During January 2019, Baobab completed the acquisition of the Lukin and Salaita properties, being the key surface rights for the Makhado Project. The balance of the purchase price of R35 million ($2.2 million) (plus interest) (the DeferredPayment) was payable by Baobab on 10 January 2022. The Company paid an instalment of R6 million ($0.4 million) on 12 January 2022 which will be deducted from the Deferred Payment, and the vendor agreed to extend the due date for payment of the balance, to 28 February 2022. MC Mining is currently resolving the funding required for the Deferred Payment and interest on the unpaid Deferred Payment will accrue at the effective annual rate of 15.2% from 10 January 2022. 

 

The Company continues to work with Baobab and its advisers to complete the funding requirement for development of the Makhado Project. A further announcement will be made in due course, as and when applicable.

 

Vele Semi-Soft Coking and Thermal Coal Colliery - Limpopo (Tuli) Coalfield (100% owned)

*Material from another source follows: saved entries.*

impl FludsTemplate {
    /// Builds the template of one SPDS.
    pub fn build(spds: Arc<Spds>, grid: &GridView, histogram: &FaceHistogram) -> Result<Self> {
        let mut face_role: Vec<Vec<FaceRole>> = grid
            .local_cells
            .iter()
            .map(|c| vec![FaceRole::None; c.faces.len()])
            .collect();

        let mut local_bank = Bank::default();
        local_bank.bases.reserve(histogram.num_faces() / 2);
        let mut delayed_local_bank = Bank::default();
        let mut ghost_out: Vec<(usize, Vec<GhostFace>)> = spds
            .location_successors
            .iter()
            .map(|&r| (r, Vec::new()))
            .collect();
        let mut delayed_ghost_out: Vec<(usize, Vec<GhostFace>)> = spds
            .delayed_location_successors
            .iter()
            .map(|&r| (r, Vec::new()))
            .collect();

        // First pass: walk the SPLS and give every outgoing face a slot.
        // Local slots are handed out in sweep order, so an upstream cell's
        // slot always exists by the time a downstream cell reads it within
        // the same sweep.
        for &cell_lid in &spds.spls {
            let cell = &grid.local_cells[cell_lid as usize];
            for (f, face) in cell.faces.iter().enumerate() {
                if spds.cell_face_orientations[cell_lid as usize][f] != FaceOrientation::Outgoing
                {
                    if let Neighbor::Boundary(boundary_id) = face.neighbor {
                        face_role[cell_lid as usize][f] = FaceRole::Boundary { boundary_id };
                    }
                    continue;
                }
                match face.neighbor {
                    Neighbor::Local(nlid) => {
                        if spds.is_delayed_local_arc(cell_lid, nlid) {
                            let slot = delayed_local_bank.push_slot(face.nodes.len());
                            face_role[cell_lid as usize][f] = FaceRole::OutDelayedLocal { slot };
                        } else {
                            let slot = local_bank.push_slot(face.nodes.len());
                            face_role[cell_lid as usize][f] = FaceRole::OutLocal { slot };
                        }
                    }
                    Neighbor::Ghost { rank, .. } => {
                        let ghost_face = GhostFace {
                            cell_lid,
                            face: f,
                            upstream_gid: cell.global_id,
                            centroid: face.centroid,
                            nodes: face.nodes.len(),
                        };
                        let list = ghost_out
                            .iter_mut()
                            .find(|(r, _)| *r == rank as usize)
                            .map(|(_, l)| l)
                            .or_else(|| {
                                delayed_ghost_out
                                    .iter_mut()
                                    .find(|(r, _)| *r == rank as usize)
                                    .map(|(_, l)| l)
                            })
                            .ok_or_else(|| {
                                SweepError::PartitionPathology {
                                    rank: rank as usize,
                                }
                            })
                            .context("outgoing ghost face to a rank missing from the SPDS")?;
                        list.push(ghost_face);
                    }
                    Neighbor::Boundary(boundary_id) => {
                        face_role[cell_lid as usize][f] = FaceRole::Boundary { boundary_id };
                    }
                }
            }
        }

        // Deterministic send layout per destination rank.
        let mut send_banks = Vec::with_capacity(ghost_out.len());
        for (rank, mut faces) in ghost_out {
            sort_ghost_faces(&mut faces);
            let mut bank = Bank::default();
            for gf in faces {
                let slot = bank.push_slot(gf.nodes);
                face_role[gf.cell_lid as usize][gf.face] = FaceRole::OutGhost {
                    succ: send_banks.len() as u32,
                    slot,
                };
            }
            send_banks.push((rank, bank));
        }
        let mut delayed_send_banks = Vec::with_capacity(delayed_ghost_out.len());
        for (rank, mut faces) in delayed_ghost_out {
            sort_ghost_faces(&mut faces);
            let mut bank = Bank::default();
            for gf in faces {
                let slot = bank.push_slot(gf.nodes);
                face_role[gf.cell_lid as usize][gf.face] = FaceRole::OutDelayedGhost {
                    succ: delayed_send_banks.len() as u32,
                    slot,
                };
            }
            delayed_send_banks.push((rank, bank));
        }

        // Second pass: resolve incoming faces. Local upstream slots exist
        // by now (delayed ones included), and the receive layouts are
        // rebuilt from the sender's ordering rule.
        let mut ghost_in: Vec<(usize, Vec<GhostFace>)> = spds
            .location_predecessors
            .iter()
            .map(|&r| (r, Vec::new()))
            .collect();
        let mut delayed_ghost_in: Vec<(usize, Vec<GhostFace>)> = spds
            .delayed_location_predecessors
            .iter()
            .map(|&r| (r, Vec::new()))
            .collect();
        for cell in &grid.local_cells {
            let cell_lid = cell.local_id;
            for (f, face) in cell.faces.iter().enumerate() {
                if spds.cell_face_orientations[cell_lid as usize][f] != FaceOrientation::Incoming
                {
                    continue;
                }
                match face.neighbor {
                    Neighbor::Local(nlid) => {
                        let upstream = &grid.local_cells[nlid as usize];
                        let (upstream_face, node_map) =
                            node_permutation(grid, cell, f, upstream)?;
                        let delayed = spds.is_delayed_local_arc(nlid, cell_lid);
                        let slot = match &face_role[nlid as usize][upstream_face] {
                            FaceRole::OutLocal { slot } if !delayed => *slot,
                            FaceRole::OutDelayedLocal { slot } if delayed => *slot,
                            other => {
                                return Err(SweepError::BadGeometry(format!(
                                    "upstream face of cell {} has inconsistent role {other:?}",
                                    upstream.global_id
                                ))
                                .into())
                            }
                        };
                        face_role[cell_lid as usize][f] = if delayed {
                            FaceRole::InDelayedLocal { slot, node_map }
                        } else {
                            FaceRole::InLocal { slot, node_map }
                        };
                    }
                    Neighbor::Ghost { rank, global_id } => {
                        let ghost = grid.ghost_cell(global_id).ok_or_else(|| {
                            SweepError::BadGeometry(format!(
                                "no ghost copy of cell {global_id} on rank {}",
                                grid.rank
                            ))
                        })?;
                        let list = ghost_in
                            .iter_mut()
                            .find(|(r, _)| *r == rank as usize)
                            .map(|(_, l)| l)
                            .or_else(|| {
                                delayed_ghost_in
                                    .iter_mut()
                                    .find(|(r, _)| *r == rank as usize)
                                    .map(|(_, l)| l)
                            })
                            .ok_or_else(|| {
                                SweepError::PartitionPathology {
                                    rank: rank as usize,
                                }
                            })
                            .context("incoming ghost face from a rank missing from the SPDS")?;
                        list.push(GhostFace {
                            cell_lid,
                            face: f,
                            upstream_gid: ghost.global_id,
                            centroid: face.centroid,
                            nodes: face.nodes.len(),
                        });
                    }
                    Neighbor::Boundary(boundary_id) => {
                        face_role[cell_lid as usize][f] = FaceRole::Boundary { boundary_id };
                    }
                }
            }
        }

        let mut recv_banks = Vec::with_capacity(ghost_in.len());
        for (rank, mut faces) in ghost_in {
            sort_ghost_faces(&mut faces);
            let mut bank = Bank::default();
            for gf in faces {
                let cell = &grid.local_cells[gf.cell_lid as usize];
                let ghost = grid.ghost_cell(gf.upstream_gid).unwrap();
                let (_, node_map) = node_permutation(grid, cell, gf.face, ghost)?;
                let slot = bank.push_slot(gf.nodes);
                face_role[gf.cell_lid as usize][gf.face] = FaceRole::InGhost {
                    pred: recv_banks.len() as u32,
                    slot,
                    node_map,
                };
            }
            recv_banks.push((rank, bank));
        }
        let mut delayed_recv_banks = Vec::with_capacity(delayed_ghost_in.len());
        for (rank, mut faces) in delayed_ghost_in {
            sort_ghost_faces(&mut faces);
            let mut bank = Bank::default();
            for gf in faces {
                let cell = &grid.local_cells[gf.cell_lid as usize];
                let ghost = grid.ghost_cell(gf.upstream_gid).unwrap();
                let (_, node_map) = node_permutation(grid, cell, gf.face, ghost)?;
                let slot = bank.push_slot(gf.nodes);
                face_role[gf.cell_lid as usize][gf.face] = FaceRole::InDelayedGhost {
                    pred: delayed_recv_banks.len() as u32,
                    slot,
                    node_map,
                };
            }
            delayed_recv_banks.push((rank, bank));
        }

        Ok(FludsTemplate {
            spds,
            face_role,
            local_bank,
            delayed_local_bank,
            send_banks,
            delayed_send_banks,
            recv_banks,
            delayed_recv_banks,
        })
    }

    pub fn role(&self, cell_lid: u32, face: usize) -> &FaceRole {
        &self.face_role[cell_lid as usize][face]
    }
}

The Vele Colliery remained on care and maintenance during the quarter and no LTIs were recorded during the period (FY2022 Q1: nil). The Vele processing plant is to be refurbished and recommissioned as part of Phase 1 development of the Makhado Project.

 

Greater Soutpansberg Project (GSP)- Soutpansberg Coalfield (74% owned)

GSP recorded no LTIs (FY2022 Q1: nil) during the quarter and no reportable activities occurred during the period.

 

Markets

The demand for coal continued during the quarter, leading to a rise in the price of quality South African export thermal coal with average API4 prices improving to $163/t compared to $73/t recorded in Q2 FY2021 (FY2022 Q1: $139/t). Demand for hard coking coal also increased with average prices of $368/t compared to $111/t in Q2 FY2021.

 

Directorate changes

Appointment of Mr Junchao Liu as a Non-Executive Director of MC Mining following the retirement of long standing Non-Executive Director Mr Shangren Ding. Mr Liu is the Board representative of Haohua Energy International (Hong Kong) Co. Ltd (HEI), MC Mining's largest shareholder. Mr Liu is the Deputy Director of Business Development of Beijing Haohua Energy Resource Company and Deputy General Manager of HEI.

 

Appendix 5B - Quarterly Cash Flow Report

The cash balance as at 31 December 2021 was $1.9 million with a further $1.3 million of available facilities. The aggregate amount of payments to related parties and their associates as disclosed at item 6.1 of the December quarter Appendix 5B was $63k, comprising executive director remuneration.

 

In order to meet its working capital requirements, the Group is exploring and progressing on several alternative strategies to raise additional funding including, but not limited to:

• The issue of new equity for cash in the Company to current and new shareholders, of which the MC Mining Group has a demonstrated history of success in this regard;

• The issue of new equity for cash in subsidiary companies which own the Makhado Project;

• Further debt funding;

• Further contractor BOOT (build, own, operate, transfer) funding arrangements; and

• The sale of a minority stake in the subsidiary companies holding the Makhado Project.

The Group also has the capacity if necessary to reduce its operating cost structure in order to minimise its working capital requirements and defer the timing of any future capital raising. The conclusion of the debt and equity raise is by its nature an involved process and is subject to successful negotiations with the external funders and shareholders. Any equity raise is likely to be subject to a due diligence process.  The Group has a history of successful capital raisings to meet the Group's funding requirements.

Sam Randazzo 

Chief Executive Officer

 

This announcement has been approved by the Company's Disclosure Committee.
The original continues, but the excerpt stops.